(Exercise input begins)
use std::path::Path;

use crate::{
    client::Client,
    pagination::Page,
    query::{ChargeFilter, DateRange, QueryString},
    sink,
    transport::Transport,
    types::{
        CancelCharge, ChargeDetail, ChargePage, ChargeSummary, Document, IssuedCharge, NewCharge,
    },
    webhooks::{WebhookManager, WebhookRoute},
    Error, Scope,
};

const CHARGES: &str = "/cobranca/v3/cobrancas";

/// Charges (boleto with PIX) issued against the account.
pub struct BillingApi<'c, T> {
    client: &'c Client<T>,
}

impl<'c, T: Transport> BillingApi<'c, T> {
    pub(crate) fn new(client: &'c Client<T>) -> Self {
        Self { client }
    }

    pub async fn issue(&self, charge: &NewCharge) -> Result<IssuedCharge, Error> {
        tracing::debug!("Issuing charge {}", charge.your_number);
        self.client.post(CHARGES, Scope::BillingWrite, charge).await
    }

    pub async fn retrieve(&self, request_code: &str) -> Result<ChargeDetail, Error> {
        self.client
            .get(
                &format!("{}/{}", CHARGES, request_code),
                &QueryString::new(),
                Scope::BillingRead,
            )
            .await
    }

    pub async fn list_page(
        &self,
        range: &DateRange,
        filter: Option<&ChargeFilter>,
        page: u32,
        page_size: u32,
    ) -> Result<Page<ChargeDetail>, Error> {
        self.client
            .fetch_page::<ChargePage>(
                CHARGES,
                &range_query(range, filter),
                page,
                page_size,
                Scope::BillingRead,
            )
            .await
    }

    /// Every charge matching `filter` in `range`, across all pages.
    pub async fn list(
        &self,
        range: &DateRange,
        filter: Option<&ChargeFilter>,
    ) -> Result<Vec<ChargeDetail>, Error> {
        self.client
            .fetch_all::<ChargePage>(CHARGES, &range_query(range, filter), Scope::BillingRead)
            .await
    }

    /// Amount and count per situation.
    pub async fn summary(
        &self,
        range: &DateRange,
        filter: Option<&ChargeFilter>,
    ) -> Result<Vec<ChargeSummary>, Error> {
        self.client
            .get(
                &format!("{}/sumario", CHARGES),
                &range_query(range, filter),
                Scope::BillingRead,
            )
            .await
    }

    /// The printable charge as PDF bytes.
    pub async fn pdf(&self, request_code: &str) -> Result<Vec<u8>, Error> {
        let document: Document = self
            .client
            .get(
                &format!("{}/{}/pdf", CHARGES, request_code),
                &QueryString::new(),
                Scope::BillingRead,
            )
            .await?;
        document.bytes()
    }

    pub async fn save_pdf(&self, request_code: &str, path: &Path) -> Result<(), Error> {
        let bytes = self.pdf(request_code).await?;
        sink::write_file(path, &bytes).await
    }

    pub async fn cancel(&self, request_code: &str, reason: &str) -> Result<(), Error> {
        tracing::debug!("Cancelling charge {}", request_code);
        self.client
            .post_discarding(
                &format!("{}/{}/cancelar", CHARGES, request_code),
                Scope::BillingWrite,
                &CancelCharge { reason },
            )
            .await
    }

    /// The account-wide charge webhook. Scope ids passed to it are ignored.
    pub fn webhooks(&self) -> WebhookManager<'c, T> {
        WebhookManager::new(self.client, WebhookRoute::Billing)
    }
}

fn range_query(range: &DateRange, filter: Option<&ChargeFilter>) -> QueryString {
    QueryString::new()
        .pair("dataInicial", range.start_str())
        .pair("dataFinal", range.end_str())
        .filter(filter)
}

#[cfg(test)]
mod tests {
    use chrono::NaiveDate;
    use serde_json::json;

    use super::*;
    use crate::query::FilterDateBy;
    use crate::transport::testing::FakeTransport;
    use crate::transport::TransportFailure;
    use crate::types::{ChargeSituation, Payer, PersonType};

    fn client() -> Client<FakeTransport> {
        Client::with_transport(FakeTransport::new(), "https://api.test")
    }

    fn april() -> DateRange {
        DateRange::new(
            NaiveDate::from_ymd_opt(2024, 4, 1).unwrap(),
            NaiveDate::from_ymd_opt(2024, 4, 30).unwrap(),
        )
    }

    fn charge_json(code: &str) -> serde_json::Value {
        json!({
            "cobranca": {
                "codigoSolicitacao": code,
                "seuNumero": "0001",
                "dataEmissao": "2024-04-01",
                "dataVencimento": "2024-04-15",
                "valorNominal": "250.00",
                "tipoCobranca": "SIMPLES",
                "situacao": "A_RECEBER",
                "pagador": {
                    "cpfCnpj": "12345678909",
                    "tipoPessoa": "FISICA",
                    "nome": "Maria Souza",
                    "endereco": "Rua das Flores",
                    "cidade": "Belo Horizonte",
                    "uf": "MG",
                    "cep": "30110000"
                }
            },
            "boleto": {
                "nossoNumero": "00012345678",
                "codigoBarras": "07799000000000000000000000000000000000000000",
                "linhaDigitavel": "07790001161200000000000000000000000000000000000"
            }
        })
    }

    #[tokio::test]
    async fn list_walks_pages_with_filter() {
        let client = client();
        client.transport().queue(Ok(json!({
            "totalPaginas": 2,
            "cobrancas": [charge_json("a")]
        })
        .to_string()));
        client.transport().queue(Ok(json!({
            "totalPaginas": 2,
            "cobrancas": [charge_json("b")]
        })
        .to_string()));
        let filter = ChargeFilter::default()
            .with_filter_date_by(FilterDateBy::IssueDate)
            .with_situation(ChargeSituation::AReceber);

        let charges = client.billing().list(&april(), Some(&filter)).await.unwrap();

        let codes: Vec<_> = charges.iter().map(|c| c.charge.request_code.as_str()).collect();
        assert_eq!(codes, vec!["a", "b"]);
        assert!(charges[0].pix.is_none());
        let urls: Vec<_> = client
            .transport()
            .recorded()
            .into_iter()
            .map(|r| r.url)
            .collect();
        insta::assert_snapshot!(urls.join("\n"), @r"
        https://api.test/cobranca/v3/cobrancas?dataInicial=2024-04-01&dataFinal=2024-04-30&filtrarDataPor=EMISSAO&situacao=A_RECEBER&paginacao.paginaAtual=0&paginacao.itensPorPagina=100
        https://api.test/cobranca/v3/cobrancas?dataInicial=2024-04-01&dataFinal=2024-04-30&filtrarDataPor=EMISSAO&situacao=A_RECEBER&paginacao.paginaAtual=1&paginacao.itensPorPagina=100
        ");
    }

    #[tokio::test]
    async fn issue_returns_request_code() {
        let client = client();
        client
            .transport()
            .queue(Ok(json!({"codigoSolicitacao": "5f0e1c"}).to_string()));
        let charge = NewCharge {
            your_number: "0001".to_string(),
            amount: 250.0,
            due_date: NaiveDate::from_ymd_opt(2024, 4, 15).unwrap(),
            days_payable_after_due: 0,
            payer: Payer {
                document: "12345678909".to_string(),
                person_type: PersonType::Fisica,
                name: "Maria Souza".to_string(),
                address: "Rua das Flores".to_string(),
                number: None,
                complement: None,
                neighborhood: None,
                city: "Belo Horizonte".to_string(),
                state: "MG".to_string(),
                zip_code: "30110000".to_string(),
                email: None,
                ddd: None,
                phone: None,
            },
            message: None,
        };

        let issued = client.billing().issue(&charge).await.unwrap();

        assert_eq!(issued.request_code, "5f0e1c");
        let recorded = client.transport().recorded();
        assert_eq!(recorded[0].url, "https://api.test/cobranca/v3/cobrancas");
        assert_eq!(recorded[0].scope, Scope::BillingWrite);
        assert!(!recorded[0].body.as_deref().unwrap().contains("null"));
    }

    #[tokio::test]
    async fn cancel_posts_reason() {
        let client = client();
        client
            .billing()
            .cancel("5f0e1c", "ACERTOS")
            .await
            .unwrap();

        let recorded = client.transport().recorded();
        assert_eq!(recorded[0].method, "POST");
        assert_eq!(
            recorded[0].url,
            "https://api.test/cobranca/v3/cobrancas/5f0e1c/cancelar"
        );
        assert_eq!(
            recorded[0].body.as_deref(),
            Some(r#"{"motivoCancelamento":"ACERTOS"}"#)
        );
    }

    #[tokio::test]
    async fn retrieve_unknown_charge_keeps_upstream_detail() {
        let client = client();
        client.transport().queue(Err(TransportFailure::from_status(
            404,
            r#"{"title":"Cobrança não encontrada","violacoes":[]}"#.to_string(),
        )));

        let err = client.billing().retrieve("missing").await.unwrap_err();

        assert_eq!(err.status(), Some(404));
        assert_eq!(
            err.detail(),
            Some(&json!({"title": "Cobrança não encontrada", "violacoes": []}))
        );
    }

    #[tokio::test]
    async fn summary_uses_summary_path() {
        let client = client();
        client.transport().queue(Ok(json!([
            {"situacao": "RECEBIDO", "valor": 500.0, "quantidade": 2},
            {"situacao": "A_RECEBER", "valor": 250.0, "quantidade": 1}
        ])
        .to_string()));

        let summary = client.billing().summary(&april(), None).await.unwrap();

        assert_eq!(summary.len(), 2);
        assert_eq!(summary[0].situation, ChargeSituation::Recebido);
        assert_eq!(
            client.transport().recorded()[0].url,
            "https://api.test/cobranca/v3/cobrancas/sumario?dataInicial=2024-04-01&dataFinal=2024-04-30"
        );
    }

    #[tokio::test]
    async fn pdf_decodes_document() {
        let client = client();
        client
            .transport()
            .queue(Ok(json!({"pdf": "JVBERi0xLjQK"}).to_string()));

        let bytes = client.billing().pdf("5f0e1c").await.unwrap();

        assert_eq!(bytes, b"%PDF-1.4\n");
        assert_eq!(
            client.transport().recorded()[0].url,
            "https://api.test/cobranca/v3/cobrancas/5f0e1c/pdf"
        );
    }

    #[tokio::test]
    async fn webhook_ignores_scope_id() {
        let client = client();
        let webhooks = client.billing().webhooks();
        webhooks
            .include("anything", "https://hooks.example.com", Scope::BillingWrite)
            .await
            .unwrap();

        let webhook = webhooks.retrieve("other", Scope::BillingRead).await.unwrap();
        assert_eq!(webhook.url, "https://hooks.example.com");
    }

    #[tokio::test]
    async fn list_page_keeps_requested_index() {
        let client = client();
        client.transport().queue(Ok(json!({
            "totalPaginas": 3,
            "totalElementos": 5,
            "cobrancas": [charge_json("last")]
        })
        .to_string()));

        let page = client
            .billing()
            .list_page(&april(), None, 2, 2)
            .await
            .unwrap();

        assert_eq!(page.current_page, 2);
        assert_eq!(page.total_pages, 3);
        assert!(!page.has_more());
        assert_eq!(page.items[0].charge.request_code, "last");
        assert_eq!(
            client.transport().recorded()[0].url,
            "https://api.test/cobranca/v3/cobrancas?dataInicial=2024-04-01&dataFinal=2024-04-30\
             &paginacao.paginaAtual=2&paginacao.itensPorPagina=2"
        );
    }
}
(Exercise input ends)
# Work to complete
Pull out every line in the data above that has the word "PersonType".

# Result
    use crate::types::{ChargeSituation, Payer, PersonType};
                person_type: PersonType::Fisica,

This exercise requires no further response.